▶ **Task brief**
Your answer should be every line below that includes the word "usize".

- - - - - - -

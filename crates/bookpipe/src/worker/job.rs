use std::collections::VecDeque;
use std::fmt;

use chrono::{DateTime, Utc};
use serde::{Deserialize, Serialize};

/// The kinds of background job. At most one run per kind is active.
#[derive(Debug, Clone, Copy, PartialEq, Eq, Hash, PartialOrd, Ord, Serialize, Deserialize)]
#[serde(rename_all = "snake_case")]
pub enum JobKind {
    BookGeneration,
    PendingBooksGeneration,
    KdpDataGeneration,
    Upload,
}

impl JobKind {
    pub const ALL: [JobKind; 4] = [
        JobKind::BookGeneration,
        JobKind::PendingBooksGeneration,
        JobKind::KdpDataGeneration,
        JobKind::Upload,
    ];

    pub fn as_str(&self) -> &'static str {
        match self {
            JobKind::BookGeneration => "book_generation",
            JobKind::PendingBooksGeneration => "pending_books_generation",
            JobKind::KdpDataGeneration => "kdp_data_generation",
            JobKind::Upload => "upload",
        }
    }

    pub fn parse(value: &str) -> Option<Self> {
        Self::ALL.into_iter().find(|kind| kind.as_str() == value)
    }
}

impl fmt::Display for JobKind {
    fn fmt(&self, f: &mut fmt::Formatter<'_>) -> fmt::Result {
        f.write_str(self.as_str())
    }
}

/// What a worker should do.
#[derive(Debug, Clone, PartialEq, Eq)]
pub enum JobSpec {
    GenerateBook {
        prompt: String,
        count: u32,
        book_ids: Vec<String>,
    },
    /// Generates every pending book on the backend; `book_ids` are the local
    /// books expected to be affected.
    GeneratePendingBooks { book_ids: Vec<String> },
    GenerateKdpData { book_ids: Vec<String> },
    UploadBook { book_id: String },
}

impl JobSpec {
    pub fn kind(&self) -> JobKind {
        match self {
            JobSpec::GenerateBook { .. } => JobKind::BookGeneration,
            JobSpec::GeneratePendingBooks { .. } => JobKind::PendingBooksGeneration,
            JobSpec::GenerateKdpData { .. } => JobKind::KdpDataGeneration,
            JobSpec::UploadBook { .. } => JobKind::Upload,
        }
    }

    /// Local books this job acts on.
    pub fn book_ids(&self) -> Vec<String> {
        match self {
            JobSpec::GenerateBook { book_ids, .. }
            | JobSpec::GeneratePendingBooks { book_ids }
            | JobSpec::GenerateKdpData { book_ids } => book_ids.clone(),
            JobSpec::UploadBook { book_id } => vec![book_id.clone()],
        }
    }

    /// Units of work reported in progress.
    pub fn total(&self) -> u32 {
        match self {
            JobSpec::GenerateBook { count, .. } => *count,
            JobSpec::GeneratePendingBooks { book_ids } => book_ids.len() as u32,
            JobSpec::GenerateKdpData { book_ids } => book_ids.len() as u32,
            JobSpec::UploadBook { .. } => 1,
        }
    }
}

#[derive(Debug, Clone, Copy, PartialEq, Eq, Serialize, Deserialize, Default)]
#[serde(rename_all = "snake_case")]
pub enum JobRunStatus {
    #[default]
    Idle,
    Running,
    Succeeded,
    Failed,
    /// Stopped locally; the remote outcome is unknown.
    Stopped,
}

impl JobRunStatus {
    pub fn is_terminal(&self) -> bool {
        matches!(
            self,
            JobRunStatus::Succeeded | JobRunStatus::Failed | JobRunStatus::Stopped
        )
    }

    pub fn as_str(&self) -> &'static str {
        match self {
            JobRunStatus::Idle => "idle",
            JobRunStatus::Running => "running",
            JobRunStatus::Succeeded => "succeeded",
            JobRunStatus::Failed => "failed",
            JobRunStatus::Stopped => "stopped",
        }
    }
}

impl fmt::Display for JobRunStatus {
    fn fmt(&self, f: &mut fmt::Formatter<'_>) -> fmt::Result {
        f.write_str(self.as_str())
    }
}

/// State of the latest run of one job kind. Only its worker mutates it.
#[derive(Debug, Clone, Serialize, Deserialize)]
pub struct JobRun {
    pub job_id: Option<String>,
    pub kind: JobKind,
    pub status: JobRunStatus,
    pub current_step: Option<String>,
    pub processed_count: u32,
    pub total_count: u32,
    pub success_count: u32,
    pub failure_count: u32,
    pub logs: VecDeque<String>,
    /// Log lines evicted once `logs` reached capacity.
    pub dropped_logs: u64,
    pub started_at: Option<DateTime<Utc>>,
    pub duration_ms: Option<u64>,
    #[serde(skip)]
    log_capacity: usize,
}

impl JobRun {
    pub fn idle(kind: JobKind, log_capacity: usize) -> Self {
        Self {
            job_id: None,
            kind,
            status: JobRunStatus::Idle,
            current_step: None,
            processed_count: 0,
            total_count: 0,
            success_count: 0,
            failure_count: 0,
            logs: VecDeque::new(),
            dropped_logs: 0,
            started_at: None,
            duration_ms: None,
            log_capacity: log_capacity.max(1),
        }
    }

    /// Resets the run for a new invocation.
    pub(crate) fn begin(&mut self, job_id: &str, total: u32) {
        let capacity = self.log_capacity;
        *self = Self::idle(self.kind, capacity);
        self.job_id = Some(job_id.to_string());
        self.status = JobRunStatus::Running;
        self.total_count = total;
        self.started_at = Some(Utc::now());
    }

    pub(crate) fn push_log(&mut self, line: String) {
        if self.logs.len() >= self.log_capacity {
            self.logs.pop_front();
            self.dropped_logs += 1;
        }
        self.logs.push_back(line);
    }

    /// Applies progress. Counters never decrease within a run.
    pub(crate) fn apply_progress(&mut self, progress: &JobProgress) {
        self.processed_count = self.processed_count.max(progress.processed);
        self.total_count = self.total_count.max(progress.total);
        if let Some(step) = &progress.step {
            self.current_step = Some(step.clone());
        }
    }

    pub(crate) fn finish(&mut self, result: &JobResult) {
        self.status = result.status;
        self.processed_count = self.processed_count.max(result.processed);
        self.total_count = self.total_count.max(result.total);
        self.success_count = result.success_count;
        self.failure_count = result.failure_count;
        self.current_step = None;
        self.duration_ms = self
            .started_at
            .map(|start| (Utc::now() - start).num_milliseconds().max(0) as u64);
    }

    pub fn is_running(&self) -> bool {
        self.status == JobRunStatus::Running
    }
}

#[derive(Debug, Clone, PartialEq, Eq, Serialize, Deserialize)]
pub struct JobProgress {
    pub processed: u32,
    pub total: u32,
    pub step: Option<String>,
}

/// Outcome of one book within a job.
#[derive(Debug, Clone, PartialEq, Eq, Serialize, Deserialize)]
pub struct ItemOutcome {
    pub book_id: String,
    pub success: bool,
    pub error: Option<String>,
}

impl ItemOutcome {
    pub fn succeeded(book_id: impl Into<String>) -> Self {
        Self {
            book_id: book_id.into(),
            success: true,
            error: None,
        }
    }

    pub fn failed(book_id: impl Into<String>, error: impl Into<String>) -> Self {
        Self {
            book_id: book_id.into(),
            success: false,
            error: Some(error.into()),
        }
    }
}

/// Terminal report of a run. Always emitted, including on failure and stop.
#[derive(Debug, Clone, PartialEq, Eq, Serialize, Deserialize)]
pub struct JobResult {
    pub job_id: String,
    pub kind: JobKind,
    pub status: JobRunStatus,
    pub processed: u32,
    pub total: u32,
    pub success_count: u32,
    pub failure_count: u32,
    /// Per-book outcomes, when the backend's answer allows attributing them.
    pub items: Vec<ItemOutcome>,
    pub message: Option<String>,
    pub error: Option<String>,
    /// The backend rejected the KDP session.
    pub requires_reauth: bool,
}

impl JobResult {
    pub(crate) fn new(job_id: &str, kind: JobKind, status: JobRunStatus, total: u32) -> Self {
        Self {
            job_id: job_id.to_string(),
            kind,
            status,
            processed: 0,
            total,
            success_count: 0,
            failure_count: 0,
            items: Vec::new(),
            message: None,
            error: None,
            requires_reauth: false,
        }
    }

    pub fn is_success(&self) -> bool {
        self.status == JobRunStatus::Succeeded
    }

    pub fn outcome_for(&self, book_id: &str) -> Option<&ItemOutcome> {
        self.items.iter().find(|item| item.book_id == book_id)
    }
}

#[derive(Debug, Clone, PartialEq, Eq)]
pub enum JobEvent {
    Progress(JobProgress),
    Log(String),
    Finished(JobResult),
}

- - - - - - -

▶ **Exercise answer**
    log_capacity: usize,
    pub fn idle(kind: JobKind, log_capacity: usize) -> Self {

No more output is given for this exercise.